* [WHAT IS NEEDED] Your answer should be the lines of the listing that contain the word "same".
SUPPLIED RECORDS Block Start
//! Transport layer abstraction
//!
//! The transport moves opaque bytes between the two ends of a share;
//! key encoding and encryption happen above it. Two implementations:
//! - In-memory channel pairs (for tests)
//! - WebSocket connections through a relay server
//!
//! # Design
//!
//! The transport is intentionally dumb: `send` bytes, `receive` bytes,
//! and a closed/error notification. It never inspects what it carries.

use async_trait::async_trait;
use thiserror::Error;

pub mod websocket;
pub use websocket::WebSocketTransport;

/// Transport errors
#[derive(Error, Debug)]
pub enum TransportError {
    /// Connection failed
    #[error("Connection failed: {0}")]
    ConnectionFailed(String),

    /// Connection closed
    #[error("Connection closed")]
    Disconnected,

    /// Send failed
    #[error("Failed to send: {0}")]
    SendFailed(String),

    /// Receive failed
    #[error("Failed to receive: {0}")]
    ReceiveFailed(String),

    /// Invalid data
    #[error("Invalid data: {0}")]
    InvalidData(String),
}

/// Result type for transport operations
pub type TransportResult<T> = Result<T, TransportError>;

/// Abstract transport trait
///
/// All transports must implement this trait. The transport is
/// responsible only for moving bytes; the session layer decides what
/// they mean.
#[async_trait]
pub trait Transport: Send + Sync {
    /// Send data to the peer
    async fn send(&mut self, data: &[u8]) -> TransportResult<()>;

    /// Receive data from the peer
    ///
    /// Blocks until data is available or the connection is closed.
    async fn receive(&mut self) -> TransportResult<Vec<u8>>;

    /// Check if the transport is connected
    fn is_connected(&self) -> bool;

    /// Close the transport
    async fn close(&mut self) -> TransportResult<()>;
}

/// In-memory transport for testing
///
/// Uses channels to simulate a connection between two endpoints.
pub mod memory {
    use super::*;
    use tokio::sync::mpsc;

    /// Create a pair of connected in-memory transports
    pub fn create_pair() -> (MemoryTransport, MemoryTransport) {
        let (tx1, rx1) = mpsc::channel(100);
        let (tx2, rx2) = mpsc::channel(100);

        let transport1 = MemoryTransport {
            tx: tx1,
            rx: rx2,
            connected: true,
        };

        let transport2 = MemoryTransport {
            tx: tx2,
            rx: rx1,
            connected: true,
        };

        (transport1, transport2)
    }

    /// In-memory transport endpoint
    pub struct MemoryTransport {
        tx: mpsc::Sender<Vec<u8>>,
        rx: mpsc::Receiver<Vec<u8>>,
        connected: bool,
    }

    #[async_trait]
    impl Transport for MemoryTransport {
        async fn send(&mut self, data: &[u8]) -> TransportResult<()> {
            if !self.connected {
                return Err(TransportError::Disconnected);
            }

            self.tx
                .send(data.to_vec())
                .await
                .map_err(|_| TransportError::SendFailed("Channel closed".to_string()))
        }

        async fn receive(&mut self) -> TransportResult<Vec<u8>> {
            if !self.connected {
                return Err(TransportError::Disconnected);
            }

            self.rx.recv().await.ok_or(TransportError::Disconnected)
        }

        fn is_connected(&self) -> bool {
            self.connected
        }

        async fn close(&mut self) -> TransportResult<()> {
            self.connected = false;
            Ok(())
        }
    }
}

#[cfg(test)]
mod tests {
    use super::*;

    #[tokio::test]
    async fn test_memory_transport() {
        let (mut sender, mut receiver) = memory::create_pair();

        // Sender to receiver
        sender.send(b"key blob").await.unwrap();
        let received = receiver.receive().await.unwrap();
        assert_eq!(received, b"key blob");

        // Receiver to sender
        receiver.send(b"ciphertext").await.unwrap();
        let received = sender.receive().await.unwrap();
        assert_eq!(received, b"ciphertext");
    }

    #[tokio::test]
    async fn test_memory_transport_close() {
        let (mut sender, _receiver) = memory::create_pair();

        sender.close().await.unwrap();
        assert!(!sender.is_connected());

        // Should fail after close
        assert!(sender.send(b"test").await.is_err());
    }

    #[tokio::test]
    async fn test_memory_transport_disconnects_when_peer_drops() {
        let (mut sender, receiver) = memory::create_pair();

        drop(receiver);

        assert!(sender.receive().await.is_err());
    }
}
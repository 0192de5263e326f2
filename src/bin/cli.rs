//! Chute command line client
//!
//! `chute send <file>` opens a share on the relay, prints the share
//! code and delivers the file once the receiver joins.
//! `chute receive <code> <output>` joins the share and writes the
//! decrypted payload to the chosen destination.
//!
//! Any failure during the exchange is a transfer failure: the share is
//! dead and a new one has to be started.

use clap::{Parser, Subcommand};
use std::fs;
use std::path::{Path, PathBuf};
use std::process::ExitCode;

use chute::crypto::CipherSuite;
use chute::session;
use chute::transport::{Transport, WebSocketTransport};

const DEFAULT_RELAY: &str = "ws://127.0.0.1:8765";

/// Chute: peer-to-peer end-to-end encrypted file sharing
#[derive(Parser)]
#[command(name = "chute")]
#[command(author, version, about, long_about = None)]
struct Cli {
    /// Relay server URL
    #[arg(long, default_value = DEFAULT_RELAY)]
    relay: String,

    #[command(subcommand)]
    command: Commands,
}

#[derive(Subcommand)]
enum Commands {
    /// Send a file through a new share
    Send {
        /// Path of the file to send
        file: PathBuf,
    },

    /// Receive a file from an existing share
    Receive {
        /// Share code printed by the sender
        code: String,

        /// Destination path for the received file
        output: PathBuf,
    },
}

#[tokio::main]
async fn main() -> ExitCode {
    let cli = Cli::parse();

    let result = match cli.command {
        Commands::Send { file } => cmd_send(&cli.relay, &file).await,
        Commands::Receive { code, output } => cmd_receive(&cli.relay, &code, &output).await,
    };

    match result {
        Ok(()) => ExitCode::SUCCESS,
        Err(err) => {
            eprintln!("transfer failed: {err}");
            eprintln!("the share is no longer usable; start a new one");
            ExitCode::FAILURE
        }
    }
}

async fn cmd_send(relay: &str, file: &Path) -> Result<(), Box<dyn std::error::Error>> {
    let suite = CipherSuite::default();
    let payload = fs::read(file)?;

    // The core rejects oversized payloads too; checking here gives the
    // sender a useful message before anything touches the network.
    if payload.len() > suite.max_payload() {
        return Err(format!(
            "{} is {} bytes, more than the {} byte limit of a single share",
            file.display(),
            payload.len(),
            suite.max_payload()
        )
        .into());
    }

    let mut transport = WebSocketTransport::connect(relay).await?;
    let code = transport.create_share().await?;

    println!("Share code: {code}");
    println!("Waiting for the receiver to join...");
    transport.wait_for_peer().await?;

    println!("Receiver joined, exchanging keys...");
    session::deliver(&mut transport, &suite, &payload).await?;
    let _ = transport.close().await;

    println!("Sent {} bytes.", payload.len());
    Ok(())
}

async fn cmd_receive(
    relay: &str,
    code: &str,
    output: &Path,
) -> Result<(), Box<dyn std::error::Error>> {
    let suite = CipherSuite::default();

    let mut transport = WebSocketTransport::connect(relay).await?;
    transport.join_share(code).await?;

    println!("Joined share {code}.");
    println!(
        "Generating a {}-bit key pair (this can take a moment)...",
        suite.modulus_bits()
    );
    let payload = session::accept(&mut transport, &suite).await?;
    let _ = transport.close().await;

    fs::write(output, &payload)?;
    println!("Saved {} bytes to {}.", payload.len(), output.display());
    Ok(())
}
SUPPLIED RECORDS Block End
SUPPLIED RECORDS Block Start
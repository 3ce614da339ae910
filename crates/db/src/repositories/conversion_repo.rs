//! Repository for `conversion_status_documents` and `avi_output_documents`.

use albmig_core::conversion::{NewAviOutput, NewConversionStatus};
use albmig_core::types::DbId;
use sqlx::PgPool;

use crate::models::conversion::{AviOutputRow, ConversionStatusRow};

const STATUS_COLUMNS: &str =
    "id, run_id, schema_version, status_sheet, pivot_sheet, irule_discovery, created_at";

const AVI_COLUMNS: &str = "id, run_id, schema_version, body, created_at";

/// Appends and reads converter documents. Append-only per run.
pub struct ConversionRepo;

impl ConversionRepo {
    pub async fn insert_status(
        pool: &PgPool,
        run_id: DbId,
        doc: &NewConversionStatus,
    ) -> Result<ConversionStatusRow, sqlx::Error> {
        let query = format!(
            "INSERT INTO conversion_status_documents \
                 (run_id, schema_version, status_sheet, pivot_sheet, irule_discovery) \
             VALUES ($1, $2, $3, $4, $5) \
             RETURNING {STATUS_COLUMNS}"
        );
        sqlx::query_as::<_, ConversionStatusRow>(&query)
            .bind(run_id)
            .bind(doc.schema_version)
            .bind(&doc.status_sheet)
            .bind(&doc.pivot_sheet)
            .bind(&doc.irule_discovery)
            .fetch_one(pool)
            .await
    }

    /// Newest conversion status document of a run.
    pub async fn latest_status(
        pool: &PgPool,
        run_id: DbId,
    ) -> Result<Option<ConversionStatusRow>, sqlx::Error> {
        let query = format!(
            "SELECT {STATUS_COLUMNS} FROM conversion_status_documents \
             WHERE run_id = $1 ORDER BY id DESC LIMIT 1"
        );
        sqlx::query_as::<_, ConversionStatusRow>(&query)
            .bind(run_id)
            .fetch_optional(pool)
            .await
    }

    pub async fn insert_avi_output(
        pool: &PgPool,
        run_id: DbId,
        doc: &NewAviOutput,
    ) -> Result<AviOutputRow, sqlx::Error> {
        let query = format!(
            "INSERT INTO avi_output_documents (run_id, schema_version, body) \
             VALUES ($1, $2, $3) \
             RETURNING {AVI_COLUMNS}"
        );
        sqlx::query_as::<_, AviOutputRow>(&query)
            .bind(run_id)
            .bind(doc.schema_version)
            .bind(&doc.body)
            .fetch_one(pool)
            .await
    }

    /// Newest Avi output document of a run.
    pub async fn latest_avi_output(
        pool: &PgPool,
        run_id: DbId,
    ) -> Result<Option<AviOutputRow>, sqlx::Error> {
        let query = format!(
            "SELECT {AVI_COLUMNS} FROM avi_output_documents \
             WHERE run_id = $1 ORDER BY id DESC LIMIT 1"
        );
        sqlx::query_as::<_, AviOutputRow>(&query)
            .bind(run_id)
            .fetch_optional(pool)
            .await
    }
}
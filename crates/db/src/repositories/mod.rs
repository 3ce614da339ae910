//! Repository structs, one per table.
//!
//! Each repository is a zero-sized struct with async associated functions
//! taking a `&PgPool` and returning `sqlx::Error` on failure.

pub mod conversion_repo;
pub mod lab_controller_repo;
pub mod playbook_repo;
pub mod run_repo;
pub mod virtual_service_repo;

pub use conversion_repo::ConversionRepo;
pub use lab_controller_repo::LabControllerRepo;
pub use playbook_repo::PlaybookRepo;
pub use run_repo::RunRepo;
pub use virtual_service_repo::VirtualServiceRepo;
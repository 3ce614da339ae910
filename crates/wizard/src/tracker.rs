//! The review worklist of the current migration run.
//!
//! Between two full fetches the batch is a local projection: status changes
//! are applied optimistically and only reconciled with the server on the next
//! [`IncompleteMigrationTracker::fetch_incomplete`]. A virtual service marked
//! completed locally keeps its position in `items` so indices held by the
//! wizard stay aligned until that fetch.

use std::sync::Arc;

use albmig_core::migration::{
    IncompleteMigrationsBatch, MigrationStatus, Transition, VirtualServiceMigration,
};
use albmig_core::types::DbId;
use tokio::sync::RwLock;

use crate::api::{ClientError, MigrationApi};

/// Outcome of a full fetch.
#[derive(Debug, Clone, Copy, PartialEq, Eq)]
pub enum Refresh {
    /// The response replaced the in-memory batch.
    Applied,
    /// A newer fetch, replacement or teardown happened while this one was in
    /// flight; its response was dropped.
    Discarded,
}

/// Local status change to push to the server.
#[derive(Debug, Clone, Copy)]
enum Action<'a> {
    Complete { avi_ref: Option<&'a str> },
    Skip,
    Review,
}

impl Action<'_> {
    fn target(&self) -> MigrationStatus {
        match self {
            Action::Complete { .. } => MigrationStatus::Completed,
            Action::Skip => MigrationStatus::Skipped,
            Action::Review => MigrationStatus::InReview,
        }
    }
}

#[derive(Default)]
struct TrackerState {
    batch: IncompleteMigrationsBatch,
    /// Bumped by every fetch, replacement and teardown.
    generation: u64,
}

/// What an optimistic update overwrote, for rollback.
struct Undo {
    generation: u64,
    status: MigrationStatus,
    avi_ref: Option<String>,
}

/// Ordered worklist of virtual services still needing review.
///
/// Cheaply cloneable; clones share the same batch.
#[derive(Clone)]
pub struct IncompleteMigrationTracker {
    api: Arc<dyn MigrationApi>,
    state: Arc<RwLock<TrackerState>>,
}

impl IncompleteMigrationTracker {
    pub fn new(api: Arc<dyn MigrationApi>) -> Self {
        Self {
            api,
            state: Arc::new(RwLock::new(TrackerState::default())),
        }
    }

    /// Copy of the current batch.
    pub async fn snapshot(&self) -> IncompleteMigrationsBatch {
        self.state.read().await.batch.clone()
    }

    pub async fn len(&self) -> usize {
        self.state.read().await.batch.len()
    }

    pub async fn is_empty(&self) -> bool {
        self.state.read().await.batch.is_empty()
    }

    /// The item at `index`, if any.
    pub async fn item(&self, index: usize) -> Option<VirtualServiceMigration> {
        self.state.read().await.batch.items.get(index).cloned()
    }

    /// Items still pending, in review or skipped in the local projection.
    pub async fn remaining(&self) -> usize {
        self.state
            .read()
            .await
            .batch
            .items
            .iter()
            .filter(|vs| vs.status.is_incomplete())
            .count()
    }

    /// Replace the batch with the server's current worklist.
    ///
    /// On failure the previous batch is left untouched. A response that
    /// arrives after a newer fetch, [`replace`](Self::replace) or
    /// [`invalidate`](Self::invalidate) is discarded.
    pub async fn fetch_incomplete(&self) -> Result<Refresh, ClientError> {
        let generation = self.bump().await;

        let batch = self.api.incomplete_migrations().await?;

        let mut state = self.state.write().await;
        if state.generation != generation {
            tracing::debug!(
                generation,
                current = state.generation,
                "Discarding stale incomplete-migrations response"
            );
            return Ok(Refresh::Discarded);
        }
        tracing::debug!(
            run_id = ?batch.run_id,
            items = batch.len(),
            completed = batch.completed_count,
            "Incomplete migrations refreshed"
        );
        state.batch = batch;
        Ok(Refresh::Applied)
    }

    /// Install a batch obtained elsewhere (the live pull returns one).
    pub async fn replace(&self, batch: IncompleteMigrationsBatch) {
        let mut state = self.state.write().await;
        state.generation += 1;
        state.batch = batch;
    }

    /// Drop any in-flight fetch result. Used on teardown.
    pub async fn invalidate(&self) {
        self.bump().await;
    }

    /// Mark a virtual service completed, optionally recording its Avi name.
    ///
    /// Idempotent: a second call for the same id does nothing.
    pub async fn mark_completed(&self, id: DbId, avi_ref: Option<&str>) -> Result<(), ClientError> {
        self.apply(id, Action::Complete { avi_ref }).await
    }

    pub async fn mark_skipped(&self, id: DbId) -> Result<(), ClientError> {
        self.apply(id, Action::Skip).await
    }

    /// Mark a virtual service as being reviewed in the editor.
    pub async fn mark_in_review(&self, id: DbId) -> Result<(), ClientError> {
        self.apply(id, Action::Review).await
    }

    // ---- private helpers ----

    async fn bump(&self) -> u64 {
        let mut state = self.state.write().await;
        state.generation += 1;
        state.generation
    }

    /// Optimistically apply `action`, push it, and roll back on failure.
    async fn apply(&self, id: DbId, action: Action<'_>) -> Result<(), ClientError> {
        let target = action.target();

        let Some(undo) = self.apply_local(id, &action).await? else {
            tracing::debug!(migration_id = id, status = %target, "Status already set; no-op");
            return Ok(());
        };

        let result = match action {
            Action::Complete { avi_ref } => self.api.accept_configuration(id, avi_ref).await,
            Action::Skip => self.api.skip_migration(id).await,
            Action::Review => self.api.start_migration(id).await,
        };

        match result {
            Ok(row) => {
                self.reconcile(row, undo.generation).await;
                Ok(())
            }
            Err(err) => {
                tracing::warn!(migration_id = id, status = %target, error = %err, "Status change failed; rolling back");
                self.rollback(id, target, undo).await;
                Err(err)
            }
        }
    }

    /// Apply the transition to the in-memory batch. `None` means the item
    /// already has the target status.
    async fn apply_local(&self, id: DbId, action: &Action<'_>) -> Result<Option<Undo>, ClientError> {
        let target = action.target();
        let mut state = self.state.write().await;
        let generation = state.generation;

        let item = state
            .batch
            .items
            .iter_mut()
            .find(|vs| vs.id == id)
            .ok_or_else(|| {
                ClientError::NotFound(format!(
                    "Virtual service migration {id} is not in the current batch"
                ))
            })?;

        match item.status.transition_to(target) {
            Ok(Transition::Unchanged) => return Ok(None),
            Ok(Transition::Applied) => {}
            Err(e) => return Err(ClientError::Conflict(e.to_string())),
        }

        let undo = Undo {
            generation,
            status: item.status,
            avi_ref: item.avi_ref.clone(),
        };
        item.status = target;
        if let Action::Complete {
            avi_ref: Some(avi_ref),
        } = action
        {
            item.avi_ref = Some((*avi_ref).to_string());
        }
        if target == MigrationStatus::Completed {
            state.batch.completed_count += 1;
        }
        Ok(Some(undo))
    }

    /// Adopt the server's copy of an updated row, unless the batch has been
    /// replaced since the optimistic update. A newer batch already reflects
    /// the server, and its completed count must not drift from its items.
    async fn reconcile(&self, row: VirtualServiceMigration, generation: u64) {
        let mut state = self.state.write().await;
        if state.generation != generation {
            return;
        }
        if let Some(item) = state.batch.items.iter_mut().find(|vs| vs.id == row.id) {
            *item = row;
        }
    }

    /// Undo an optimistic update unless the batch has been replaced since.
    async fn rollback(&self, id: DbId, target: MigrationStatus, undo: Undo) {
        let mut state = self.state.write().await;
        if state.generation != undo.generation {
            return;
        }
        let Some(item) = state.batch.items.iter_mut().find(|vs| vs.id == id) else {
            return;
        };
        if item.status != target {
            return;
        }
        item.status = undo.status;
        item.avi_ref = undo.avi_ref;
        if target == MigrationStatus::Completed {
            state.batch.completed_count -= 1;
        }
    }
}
SUPPLIED RECORDS Block End
* [SOLUTION TO THE PROBLEM]
/// Cheaply cloneable; clones share the same batch.
    /// Idempotent: a second call for the same id does nothing.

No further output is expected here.